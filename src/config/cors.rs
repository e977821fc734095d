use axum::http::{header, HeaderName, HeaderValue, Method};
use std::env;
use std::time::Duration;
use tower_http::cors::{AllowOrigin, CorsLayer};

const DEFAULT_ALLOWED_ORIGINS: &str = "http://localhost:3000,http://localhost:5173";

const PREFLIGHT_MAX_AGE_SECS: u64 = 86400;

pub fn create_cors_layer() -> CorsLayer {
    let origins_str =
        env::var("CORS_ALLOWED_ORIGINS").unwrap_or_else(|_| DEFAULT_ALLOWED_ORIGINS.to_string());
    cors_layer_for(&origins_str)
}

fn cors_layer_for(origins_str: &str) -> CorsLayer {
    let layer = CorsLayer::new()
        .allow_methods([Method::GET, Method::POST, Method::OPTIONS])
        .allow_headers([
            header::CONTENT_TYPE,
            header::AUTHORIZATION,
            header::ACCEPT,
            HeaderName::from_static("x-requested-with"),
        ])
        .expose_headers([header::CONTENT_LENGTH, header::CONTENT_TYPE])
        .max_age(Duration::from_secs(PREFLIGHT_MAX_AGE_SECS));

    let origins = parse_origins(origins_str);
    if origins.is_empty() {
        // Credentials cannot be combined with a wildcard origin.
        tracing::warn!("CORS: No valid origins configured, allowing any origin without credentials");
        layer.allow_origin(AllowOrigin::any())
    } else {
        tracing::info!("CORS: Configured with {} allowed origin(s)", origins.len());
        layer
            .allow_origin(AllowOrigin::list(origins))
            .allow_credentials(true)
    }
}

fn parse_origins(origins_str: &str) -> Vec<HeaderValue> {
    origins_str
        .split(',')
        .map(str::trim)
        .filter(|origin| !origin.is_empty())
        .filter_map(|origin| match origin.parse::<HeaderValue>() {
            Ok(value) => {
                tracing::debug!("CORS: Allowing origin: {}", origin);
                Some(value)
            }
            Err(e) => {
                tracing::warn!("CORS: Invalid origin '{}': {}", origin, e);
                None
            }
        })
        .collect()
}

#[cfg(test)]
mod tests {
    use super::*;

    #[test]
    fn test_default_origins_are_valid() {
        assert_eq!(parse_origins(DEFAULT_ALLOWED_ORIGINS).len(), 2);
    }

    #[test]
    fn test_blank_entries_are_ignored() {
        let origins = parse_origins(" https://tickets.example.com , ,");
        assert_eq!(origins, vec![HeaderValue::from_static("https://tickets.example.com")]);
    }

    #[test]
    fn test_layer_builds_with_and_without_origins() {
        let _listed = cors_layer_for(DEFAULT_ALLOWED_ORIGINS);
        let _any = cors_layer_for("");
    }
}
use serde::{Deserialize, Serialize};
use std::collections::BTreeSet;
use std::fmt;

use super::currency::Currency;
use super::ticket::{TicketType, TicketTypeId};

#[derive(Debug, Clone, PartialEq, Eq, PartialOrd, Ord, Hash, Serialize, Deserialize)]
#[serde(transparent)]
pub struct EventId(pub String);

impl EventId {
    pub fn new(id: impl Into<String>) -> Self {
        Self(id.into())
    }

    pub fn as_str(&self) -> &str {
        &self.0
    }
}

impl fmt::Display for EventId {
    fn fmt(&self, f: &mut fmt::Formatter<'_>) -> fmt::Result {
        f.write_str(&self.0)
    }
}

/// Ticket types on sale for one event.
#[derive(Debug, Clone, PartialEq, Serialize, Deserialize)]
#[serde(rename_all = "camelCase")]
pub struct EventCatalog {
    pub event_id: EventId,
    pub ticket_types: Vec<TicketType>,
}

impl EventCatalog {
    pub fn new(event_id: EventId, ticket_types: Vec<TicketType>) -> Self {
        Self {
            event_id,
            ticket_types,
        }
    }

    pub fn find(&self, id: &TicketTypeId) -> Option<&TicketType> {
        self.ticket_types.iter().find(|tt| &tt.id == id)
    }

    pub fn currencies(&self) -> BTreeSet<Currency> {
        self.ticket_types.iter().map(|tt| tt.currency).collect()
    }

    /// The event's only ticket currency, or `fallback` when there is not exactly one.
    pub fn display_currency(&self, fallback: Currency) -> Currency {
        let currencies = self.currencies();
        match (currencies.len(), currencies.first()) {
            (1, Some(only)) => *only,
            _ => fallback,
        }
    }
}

═══

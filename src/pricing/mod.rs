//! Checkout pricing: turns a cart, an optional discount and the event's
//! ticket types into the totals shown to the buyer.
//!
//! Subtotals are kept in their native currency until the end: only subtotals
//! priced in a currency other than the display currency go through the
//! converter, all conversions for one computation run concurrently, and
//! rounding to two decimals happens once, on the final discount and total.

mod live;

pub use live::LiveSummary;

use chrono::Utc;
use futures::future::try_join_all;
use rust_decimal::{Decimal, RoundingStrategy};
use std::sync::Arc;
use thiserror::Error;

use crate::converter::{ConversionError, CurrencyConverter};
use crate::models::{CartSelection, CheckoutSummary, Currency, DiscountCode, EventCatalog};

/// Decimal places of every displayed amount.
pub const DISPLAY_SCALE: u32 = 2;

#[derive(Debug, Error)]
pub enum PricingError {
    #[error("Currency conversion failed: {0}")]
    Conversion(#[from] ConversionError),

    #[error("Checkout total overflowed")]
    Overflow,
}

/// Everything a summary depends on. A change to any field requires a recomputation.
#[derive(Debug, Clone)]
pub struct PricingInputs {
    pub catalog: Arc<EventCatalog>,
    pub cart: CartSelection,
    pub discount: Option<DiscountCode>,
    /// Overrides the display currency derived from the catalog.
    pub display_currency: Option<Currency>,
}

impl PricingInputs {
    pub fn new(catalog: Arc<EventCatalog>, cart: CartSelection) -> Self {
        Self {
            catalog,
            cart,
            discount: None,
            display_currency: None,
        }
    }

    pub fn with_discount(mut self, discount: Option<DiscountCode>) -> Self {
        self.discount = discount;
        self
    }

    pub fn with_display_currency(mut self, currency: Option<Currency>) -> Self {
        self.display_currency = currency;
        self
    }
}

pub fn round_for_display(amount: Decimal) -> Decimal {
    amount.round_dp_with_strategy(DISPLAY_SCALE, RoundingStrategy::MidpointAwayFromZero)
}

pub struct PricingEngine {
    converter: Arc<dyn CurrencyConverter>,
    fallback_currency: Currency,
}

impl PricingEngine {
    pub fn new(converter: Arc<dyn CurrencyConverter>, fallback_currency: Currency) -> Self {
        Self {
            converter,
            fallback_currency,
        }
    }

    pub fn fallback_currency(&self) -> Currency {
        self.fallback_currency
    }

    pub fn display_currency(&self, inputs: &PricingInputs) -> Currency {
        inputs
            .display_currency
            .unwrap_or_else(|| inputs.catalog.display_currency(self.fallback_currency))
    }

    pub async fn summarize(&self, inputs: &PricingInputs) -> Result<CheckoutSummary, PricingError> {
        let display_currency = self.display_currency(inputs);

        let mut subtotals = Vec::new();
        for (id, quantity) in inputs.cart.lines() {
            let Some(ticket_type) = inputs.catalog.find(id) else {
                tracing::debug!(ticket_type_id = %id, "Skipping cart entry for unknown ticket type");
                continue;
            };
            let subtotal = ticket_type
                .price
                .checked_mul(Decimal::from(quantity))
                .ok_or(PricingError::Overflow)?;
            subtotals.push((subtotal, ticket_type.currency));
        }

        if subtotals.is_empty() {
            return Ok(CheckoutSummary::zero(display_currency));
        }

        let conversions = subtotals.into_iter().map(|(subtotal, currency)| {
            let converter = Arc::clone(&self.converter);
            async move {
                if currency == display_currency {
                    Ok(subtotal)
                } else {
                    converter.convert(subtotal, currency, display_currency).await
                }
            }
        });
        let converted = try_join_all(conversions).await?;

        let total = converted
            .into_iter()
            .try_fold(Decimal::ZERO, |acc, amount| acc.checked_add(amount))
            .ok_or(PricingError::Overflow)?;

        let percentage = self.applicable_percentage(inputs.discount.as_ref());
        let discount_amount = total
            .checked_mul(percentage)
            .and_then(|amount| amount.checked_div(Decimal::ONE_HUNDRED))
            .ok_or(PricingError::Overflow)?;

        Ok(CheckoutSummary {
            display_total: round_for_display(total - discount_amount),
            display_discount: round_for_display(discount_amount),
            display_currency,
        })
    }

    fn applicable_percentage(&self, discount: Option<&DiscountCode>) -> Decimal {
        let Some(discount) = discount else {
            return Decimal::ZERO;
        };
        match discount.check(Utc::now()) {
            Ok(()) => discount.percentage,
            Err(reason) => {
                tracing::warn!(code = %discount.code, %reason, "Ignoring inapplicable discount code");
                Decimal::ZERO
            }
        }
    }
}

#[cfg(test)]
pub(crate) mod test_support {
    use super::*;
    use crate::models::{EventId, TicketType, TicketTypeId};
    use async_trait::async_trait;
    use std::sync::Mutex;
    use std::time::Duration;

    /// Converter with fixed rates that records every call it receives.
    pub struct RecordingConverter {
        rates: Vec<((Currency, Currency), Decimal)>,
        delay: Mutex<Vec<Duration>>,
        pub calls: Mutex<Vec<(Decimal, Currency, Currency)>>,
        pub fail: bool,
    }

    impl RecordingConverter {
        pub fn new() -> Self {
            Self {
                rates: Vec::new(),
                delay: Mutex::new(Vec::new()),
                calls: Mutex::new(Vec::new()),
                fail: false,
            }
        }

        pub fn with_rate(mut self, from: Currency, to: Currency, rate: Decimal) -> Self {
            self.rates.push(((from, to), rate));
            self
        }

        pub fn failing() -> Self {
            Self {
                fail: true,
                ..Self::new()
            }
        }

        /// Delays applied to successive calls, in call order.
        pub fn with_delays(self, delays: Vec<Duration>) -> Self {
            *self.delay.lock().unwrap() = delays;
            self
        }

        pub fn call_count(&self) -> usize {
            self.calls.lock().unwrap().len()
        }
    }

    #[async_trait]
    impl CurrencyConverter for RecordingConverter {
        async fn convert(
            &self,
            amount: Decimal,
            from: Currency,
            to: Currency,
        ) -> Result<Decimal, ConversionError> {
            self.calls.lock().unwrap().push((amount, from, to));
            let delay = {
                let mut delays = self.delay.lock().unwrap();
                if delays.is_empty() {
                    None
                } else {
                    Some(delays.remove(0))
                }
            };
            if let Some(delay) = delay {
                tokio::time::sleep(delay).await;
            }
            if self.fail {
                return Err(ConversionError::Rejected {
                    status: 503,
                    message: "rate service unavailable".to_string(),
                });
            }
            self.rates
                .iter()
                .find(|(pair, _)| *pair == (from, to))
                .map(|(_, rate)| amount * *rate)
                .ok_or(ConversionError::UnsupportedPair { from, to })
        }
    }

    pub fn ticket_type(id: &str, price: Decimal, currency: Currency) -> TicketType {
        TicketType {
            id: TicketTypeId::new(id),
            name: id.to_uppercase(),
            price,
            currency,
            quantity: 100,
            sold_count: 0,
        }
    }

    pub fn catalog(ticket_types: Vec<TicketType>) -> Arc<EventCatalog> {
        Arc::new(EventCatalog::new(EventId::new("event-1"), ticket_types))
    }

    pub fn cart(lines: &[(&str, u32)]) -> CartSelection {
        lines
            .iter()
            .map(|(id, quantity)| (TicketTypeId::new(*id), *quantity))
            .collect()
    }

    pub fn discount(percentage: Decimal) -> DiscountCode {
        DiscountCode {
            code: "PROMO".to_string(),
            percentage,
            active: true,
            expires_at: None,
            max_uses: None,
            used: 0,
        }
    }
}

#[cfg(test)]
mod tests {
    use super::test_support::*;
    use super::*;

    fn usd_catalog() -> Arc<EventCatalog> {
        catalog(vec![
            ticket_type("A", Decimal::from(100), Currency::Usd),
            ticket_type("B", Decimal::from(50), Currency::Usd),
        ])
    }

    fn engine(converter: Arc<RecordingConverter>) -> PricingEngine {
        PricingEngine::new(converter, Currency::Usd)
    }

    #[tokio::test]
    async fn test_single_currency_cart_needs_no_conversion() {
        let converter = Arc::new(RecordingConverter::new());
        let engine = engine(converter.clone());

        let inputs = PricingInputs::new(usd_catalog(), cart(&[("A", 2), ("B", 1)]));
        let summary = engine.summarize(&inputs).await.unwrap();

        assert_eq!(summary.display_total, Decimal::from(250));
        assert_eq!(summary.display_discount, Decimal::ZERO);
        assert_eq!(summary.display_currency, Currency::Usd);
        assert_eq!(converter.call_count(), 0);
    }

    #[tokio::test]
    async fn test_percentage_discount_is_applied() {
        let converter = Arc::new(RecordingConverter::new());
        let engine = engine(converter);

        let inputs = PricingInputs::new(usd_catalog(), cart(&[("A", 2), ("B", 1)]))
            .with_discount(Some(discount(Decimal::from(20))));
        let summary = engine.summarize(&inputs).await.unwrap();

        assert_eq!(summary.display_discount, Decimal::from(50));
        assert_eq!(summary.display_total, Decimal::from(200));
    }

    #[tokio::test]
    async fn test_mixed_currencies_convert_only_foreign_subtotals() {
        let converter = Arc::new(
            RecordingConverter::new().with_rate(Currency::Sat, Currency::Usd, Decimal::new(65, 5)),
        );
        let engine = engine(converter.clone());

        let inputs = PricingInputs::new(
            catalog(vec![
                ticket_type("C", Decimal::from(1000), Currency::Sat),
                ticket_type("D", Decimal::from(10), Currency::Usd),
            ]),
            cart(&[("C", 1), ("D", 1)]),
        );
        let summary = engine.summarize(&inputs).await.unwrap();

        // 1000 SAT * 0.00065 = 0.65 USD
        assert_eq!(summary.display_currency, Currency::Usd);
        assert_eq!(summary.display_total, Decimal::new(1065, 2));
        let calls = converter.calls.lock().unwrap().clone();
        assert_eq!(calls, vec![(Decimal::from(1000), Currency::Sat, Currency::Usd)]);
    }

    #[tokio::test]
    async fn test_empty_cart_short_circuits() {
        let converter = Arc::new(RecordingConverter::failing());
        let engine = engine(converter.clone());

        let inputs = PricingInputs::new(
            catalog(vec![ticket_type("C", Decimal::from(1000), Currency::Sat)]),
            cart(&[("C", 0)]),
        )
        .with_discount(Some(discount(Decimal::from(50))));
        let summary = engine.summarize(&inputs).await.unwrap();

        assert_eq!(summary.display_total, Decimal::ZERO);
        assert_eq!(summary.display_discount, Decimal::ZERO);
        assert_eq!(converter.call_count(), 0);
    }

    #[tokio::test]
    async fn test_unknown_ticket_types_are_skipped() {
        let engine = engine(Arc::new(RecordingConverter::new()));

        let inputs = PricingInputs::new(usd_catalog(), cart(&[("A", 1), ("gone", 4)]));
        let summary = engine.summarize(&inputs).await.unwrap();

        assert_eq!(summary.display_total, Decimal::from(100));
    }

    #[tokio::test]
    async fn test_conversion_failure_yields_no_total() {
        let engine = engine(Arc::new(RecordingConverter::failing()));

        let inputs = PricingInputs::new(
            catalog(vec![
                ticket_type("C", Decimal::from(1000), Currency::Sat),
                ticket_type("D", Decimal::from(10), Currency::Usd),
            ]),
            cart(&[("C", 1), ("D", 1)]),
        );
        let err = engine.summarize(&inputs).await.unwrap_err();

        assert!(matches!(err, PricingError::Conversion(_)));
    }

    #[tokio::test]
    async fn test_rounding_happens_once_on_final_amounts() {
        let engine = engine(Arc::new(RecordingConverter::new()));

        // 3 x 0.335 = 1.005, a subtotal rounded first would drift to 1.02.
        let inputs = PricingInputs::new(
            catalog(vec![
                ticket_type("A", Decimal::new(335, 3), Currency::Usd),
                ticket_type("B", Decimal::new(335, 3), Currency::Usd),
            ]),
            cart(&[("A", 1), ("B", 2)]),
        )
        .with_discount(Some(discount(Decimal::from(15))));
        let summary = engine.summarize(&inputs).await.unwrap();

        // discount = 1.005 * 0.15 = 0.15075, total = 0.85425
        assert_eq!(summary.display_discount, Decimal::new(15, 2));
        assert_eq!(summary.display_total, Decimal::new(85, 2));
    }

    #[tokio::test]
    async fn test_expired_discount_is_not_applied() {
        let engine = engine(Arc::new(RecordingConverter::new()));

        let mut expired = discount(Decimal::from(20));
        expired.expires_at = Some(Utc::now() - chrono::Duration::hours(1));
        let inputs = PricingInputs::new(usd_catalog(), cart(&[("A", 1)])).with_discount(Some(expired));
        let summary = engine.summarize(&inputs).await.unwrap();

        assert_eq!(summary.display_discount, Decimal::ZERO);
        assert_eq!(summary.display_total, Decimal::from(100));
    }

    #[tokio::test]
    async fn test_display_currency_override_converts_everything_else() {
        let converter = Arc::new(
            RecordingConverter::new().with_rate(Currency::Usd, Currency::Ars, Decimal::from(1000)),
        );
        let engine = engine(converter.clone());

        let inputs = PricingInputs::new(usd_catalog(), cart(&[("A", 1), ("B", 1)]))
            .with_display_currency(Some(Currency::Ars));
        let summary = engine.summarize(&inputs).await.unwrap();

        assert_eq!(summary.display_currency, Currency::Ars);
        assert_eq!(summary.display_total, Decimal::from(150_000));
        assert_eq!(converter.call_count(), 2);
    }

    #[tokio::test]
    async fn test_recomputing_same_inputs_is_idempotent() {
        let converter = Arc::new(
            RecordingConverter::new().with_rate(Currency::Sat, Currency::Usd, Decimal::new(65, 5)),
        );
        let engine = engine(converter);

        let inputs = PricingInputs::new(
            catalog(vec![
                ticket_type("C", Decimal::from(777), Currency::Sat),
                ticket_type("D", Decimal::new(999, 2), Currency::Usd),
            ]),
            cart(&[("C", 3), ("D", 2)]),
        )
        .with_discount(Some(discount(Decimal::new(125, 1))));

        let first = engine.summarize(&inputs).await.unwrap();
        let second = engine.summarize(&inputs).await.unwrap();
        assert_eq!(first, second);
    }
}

═══

For the string "https", return every line of the data where it appears.

Solution ->
        let origins = parse_origins(" https://tickets.example.com , ,");
        assert_eq!(origins, vec![HeaderValue::from_static("https://tickets.example.com")]);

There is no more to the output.